▶ [PROVIDED DATA]:
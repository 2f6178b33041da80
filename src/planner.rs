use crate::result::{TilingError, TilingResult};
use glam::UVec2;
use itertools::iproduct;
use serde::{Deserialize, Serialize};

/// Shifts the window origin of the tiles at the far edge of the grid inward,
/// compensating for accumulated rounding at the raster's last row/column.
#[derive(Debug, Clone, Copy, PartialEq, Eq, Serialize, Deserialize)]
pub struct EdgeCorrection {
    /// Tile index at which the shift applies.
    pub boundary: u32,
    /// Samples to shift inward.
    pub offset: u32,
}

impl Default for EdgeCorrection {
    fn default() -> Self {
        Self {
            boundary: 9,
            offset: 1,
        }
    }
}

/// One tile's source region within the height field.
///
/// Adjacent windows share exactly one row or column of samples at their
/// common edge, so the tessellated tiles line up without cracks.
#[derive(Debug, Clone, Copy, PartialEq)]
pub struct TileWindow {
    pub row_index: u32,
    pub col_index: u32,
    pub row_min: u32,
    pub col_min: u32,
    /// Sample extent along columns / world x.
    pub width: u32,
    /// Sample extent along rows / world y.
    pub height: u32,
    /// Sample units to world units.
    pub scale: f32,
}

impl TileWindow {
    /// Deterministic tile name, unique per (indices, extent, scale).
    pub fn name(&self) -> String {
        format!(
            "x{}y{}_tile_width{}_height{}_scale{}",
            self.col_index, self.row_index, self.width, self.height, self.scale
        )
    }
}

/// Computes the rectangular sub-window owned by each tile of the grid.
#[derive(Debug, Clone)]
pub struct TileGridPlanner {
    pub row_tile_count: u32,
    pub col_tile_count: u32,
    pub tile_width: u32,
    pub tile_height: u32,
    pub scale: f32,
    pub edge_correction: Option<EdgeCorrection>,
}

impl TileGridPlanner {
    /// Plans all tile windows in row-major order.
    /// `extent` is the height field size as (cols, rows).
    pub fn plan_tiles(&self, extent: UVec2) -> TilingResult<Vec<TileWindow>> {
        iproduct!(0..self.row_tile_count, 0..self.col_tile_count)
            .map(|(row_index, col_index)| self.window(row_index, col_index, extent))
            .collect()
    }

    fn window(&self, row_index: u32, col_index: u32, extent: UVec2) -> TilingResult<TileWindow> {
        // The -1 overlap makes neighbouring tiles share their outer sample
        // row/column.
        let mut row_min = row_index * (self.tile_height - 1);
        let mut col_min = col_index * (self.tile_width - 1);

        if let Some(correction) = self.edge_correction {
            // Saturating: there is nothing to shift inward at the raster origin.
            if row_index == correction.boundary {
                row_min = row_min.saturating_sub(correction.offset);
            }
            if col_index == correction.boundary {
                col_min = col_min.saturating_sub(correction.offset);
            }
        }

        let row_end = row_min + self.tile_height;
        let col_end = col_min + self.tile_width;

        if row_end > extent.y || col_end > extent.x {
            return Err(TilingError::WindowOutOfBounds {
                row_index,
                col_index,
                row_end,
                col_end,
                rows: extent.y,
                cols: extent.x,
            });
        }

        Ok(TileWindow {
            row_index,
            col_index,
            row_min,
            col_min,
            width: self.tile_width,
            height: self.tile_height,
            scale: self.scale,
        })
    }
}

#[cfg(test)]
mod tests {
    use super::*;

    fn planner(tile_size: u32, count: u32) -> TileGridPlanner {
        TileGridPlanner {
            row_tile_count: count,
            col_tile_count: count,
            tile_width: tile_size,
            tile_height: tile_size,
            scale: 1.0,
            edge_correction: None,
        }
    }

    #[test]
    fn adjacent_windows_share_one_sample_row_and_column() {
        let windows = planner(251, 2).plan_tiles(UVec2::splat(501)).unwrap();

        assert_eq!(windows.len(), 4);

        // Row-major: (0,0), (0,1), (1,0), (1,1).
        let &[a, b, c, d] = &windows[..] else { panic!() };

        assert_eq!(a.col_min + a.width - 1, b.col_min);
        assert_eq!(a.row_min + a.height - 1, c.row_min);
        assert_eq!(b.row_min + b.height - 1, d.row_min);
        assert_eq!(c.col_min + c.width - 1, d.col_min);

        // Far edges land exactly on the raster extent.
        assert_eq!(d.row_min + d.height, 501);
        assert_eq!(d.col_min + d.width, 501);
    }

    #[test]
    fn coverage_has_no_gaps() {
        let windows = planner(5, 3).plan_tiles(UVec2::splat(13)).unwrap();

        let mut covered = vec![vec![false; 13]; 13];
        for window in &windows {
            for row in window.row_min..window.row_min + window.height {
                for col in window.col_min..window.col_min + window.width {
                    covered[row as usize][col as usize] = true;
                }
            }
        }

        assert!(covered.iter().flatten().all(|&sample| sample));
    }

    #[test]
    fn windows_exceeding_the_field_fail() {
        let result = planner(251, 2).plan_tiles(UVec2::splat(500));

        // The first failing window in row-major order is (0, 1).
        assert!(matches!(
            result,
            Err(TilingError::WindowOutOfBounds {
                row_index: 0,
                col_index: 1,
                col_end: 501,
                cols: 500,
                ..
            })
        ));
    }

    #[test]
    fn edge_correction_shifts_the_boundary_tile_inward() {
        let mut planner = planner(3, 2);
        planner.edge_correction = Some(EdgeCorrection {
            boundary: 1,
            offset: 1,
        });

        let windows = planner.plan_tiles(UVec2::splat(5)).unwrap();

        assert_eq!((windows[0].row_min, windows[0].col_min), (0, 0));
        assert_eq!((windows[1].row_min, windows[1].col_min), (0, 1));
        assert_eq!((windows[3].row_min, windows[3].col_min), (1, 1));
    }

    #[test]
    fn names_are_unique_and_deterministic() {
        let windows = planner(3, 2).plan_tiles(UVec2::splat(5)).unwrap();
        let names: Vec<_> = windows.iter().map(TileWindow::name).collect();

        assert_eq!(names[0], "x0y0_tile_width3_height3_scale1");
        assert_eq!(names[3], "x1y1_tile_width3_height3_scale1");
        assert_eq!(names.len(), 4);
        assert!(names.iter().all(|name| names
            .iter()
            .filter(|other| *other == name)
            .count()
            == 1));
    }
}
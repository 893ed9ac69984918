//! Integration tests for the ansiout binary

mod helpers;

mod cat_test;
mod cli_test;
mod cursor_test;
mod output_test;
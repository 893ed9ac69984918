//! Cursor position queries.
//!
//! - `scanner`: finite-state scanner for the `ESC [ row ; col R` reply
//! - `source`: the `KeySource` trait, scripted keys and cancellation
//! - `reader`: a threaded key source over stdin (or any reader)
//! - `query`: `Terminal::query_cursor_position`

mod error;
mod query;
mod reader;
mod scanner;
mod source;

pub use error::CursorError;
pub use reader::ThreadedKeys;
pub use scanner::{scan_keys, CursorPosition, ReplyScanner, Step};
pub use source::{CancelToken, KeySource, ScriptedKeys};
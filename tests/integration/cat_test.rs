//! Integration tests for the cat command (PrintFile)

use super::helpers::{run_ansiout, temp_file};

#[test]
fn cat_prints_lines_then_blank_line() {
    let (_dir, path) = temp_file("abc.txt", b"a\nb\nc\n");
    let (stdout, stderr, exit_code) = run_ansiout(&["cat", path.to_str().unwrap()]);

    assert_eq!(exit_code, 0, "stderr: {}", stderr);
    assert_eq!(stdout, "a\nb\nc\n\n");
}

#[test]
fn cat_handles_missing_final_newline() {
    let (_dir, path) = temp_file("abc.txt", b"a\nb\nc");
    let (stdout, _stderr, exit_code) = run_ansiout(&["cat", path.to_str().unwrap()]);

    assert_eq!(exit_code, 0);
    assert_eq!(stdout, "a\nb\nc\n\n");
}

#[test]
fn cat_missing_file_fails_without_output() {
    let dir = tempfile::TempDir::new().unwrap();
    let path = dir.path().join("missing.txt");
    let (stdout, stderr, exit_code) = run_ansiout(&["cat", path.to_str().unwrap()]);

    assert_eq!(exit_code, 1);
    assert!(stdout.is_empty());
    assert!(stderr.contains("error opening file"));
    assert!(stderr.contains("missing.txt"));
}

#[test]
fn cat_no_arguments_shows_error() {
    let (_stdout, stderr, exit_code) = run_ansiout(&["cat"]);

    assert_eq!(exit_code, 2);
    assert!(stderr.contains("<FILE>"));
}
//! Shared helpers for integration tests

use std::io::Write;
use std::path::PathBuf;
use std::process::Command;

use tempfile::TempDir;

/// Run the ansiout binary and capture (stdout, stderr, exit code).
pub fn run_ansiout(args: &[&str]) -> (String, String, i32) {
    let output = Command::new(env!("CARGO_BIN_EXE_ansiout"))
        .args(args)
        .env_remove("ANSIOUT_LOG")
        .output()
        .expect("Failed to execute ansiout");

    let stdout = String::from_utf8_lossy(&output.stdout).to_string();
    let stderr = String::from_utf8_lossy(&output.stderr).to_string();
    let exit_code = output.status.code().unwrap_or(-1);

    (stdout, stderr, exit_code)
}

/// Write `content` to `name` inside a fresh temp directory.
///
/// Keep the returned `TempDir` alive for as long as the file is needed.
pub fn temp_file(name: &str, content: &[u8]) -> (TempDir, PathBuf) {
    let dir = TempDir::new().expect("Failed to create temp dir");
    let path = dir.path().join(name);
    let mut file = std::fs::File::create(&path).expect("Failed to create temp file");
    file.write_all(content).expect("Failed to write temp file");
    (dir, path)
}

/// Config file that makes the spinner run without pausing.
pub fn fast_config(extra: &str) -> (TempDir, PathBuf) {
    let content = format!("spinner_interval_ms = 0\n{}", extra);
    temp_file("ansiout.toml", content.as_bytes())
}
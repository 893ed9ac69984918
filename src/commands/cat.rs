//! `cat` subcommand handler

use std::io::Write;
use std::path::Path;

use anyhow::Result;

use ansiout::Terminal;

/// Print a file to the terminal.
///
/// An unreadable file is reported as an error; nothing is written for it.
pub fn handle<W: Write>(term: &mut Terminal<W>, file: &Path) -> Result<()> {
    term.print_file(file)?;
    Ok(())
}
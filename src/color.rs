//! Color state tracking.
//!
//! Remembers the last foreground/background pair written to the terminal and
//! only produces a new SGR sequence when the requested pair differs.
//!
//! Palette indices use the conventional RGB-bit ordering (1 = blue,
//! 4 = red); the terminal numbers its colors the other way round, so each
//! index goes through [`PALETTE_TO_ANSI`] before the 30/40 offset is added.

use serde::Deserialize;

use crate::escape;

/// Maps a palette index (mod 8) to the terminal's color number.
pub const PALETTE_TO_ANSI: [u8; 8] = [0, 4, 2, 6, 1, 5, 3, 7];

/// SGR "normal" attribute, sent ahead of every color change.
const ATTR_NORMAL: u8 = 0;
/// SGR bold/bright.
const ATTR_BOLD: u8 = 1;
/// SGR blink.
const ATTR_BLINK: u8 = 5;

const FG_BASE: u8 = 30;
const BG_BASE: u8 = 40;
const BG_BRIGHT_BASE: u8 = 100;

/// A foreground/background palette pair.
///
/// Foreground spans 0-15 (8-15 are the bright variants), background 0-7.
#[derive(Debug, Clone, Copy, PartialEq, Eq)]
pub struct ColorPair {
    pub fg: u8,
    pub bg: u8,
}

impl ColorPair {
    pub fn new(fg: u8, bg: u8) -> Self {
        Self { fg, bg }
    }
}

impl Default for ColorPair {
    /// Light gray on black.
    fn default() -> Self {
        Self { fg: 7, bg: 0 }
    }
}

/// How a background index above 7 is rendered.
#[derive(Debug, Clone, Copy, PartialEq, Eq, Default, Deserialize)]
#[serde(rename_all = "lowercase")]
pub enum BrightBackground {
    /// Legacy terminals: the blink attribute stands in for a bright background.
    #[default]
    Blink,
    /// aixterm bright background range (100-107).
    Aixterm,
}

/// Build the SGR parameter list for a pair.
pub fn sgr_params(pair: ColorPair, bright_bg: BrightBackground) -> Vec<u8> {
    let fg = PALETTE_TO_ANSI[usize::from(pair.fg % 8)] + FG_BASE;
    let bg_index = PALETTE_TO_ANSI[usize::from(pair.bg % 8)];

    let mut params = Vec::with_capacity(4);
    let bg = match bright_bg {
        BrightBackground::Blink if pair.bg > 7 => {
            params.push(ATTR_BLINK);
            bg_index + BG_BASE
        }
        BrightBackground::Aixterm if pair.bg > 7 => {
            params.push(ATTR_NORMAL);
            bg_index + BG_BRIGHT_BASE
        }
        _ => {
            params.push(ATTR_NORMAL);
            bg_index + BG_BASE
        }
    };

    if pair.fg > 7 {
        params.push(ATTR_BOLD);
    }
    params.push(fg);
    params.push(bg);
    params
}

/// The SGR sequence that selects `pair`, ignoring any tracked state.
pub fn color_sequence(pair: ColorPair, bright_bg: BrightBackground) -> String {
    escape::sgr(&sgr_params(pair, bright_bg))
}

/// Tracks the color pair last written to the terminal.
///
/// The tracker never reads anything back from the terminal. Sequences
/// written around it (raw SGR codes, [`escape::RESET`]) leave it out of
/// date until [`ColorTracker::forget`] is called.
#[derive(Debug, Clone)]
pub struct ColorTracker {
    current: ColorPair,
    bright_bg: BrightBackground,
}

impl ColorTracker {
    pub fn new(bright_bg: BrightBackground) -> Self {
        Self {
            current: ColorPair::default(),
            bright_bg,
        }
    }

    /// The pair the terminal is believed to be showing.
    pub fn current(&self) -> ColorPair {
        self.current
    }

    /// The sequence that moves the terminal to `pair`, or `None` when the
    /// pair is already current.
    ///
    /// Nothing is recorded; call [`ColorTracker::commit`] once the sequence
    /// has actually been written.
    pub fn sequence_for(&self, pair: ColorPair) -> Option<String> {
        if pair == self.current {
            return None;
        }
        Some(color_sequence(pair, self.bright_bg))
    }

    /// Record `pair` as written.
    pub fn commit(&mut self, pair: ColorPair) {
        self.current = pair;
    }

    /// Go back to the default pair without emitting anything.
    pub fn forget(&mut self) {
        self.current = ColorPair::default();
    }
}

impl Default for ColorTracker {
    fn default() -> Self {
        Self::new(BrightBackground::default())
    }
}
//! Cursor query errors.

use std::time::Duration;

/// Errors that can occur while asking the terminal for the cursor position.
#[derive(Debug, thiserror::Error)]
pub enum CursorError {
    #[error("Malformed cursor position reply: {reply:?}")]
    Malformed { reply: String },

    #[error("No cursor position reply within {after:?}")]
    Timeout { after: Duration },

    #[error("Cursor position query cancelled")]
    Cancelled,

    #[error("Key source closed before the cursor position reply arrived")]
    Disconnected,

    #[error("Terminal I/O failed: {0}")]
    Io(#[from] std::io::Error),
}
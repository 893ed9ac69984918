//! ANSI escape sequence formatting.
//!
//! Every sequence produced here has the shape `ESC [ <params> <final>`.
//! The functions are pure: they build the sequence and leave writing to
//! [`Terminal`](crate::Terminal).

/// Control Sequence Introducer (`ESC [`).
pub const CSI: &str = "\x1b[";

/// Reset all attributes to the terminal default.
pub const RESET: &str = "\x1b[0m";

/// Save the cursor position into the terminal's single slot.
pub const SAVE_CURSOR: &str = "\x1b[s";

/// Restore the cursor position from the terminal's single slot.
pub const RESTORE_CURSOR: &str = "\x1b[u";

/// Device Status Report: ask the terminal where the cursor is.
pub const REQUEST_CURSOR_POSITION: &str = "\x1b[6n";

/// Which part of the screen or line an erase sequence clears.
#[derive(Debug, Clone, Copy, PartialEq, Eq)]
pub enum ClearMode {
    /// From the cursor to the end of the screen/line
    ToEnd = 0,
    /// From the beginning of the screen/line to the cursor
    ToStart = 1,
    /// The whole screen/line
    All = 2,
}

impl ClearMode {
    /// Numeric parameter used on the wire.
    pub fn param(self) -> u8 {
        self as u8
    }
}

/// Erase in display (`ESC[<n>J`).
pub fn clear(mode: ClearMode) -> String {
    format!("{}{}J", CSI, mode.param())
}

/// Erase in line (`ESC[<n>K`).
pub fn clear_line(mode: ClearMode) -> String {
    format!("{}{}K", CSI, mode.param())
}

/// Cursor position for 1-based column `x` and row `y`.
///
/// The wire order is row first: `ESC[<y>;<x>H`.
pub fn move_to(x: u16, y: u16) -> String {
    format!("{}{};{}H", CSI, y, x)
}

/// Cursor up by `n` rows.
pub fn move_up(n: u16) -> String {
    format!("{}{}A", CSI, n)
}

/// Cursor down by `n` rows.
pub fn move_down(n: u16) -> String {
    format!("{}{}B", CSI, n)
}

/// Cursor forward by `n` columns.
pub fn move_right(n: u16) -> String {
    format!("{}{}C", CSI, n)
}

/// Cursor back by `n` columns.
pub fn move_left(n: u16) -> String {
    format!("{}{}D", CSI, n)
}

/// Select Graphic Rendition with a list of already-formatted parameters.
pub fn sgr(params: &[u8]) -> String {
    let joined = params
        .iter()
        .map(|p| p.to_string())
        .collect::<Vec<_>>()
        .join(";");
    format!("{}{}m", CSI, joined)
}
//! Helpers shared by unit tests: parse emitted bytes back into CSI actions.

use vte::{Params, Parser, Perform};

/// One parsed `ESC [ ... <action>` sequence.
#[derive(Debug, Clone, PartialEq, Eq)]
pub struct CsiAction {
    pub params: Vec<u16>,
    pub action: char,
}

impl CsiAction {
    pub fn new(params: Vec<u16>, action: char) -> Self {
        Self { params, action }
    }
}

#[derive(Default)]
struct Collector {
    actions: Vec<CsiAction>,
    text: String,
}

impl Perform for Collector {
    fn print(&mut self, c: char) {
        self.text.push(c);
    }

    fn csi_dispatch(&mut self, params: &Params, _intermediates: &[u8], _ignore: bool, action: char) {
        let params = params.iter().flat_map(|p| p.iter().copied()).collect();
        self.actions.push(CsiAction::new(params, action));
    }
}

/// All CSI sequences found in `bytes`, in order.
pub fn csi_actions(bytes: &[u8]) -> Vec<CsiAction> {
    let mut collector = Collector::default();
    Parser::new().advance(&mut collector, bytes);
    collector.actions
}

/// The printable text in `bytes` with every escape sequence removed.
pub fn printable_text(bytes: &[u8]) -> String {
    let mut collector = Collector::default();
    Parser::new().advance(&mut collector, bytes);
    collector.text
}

▶ [EXERCISE AIM]:
Starting at the line that has "#[derive(Default)]" and ending at the line that has "pub fn csi_actions(bytes: &[u8])", please write out the lines above exactly, leaving out all others.

▶ [RESULT]:
#[derive(Default)]
struct Collector {
    actions: Vec<CsiAction>,
    text: String,
}

impl Perform for Collector {
    fn print(&mut self, c: char) {
        self.text.push(c);
    }

    fn csi_dispatch(&mut self, params: &Params, _intermediates: &[u8], _ignore: bool, action: char) {
        let params = params.iter().flat_map(|p| p.iter().copied()).collect();
        self.actions.push(CsiAction::new(params, action));
    }
}

/// All CSI sequences found in `bytes`, in order.
pub fn csi_actions(bytes: &[u8]) -> Vec<CsiAction> {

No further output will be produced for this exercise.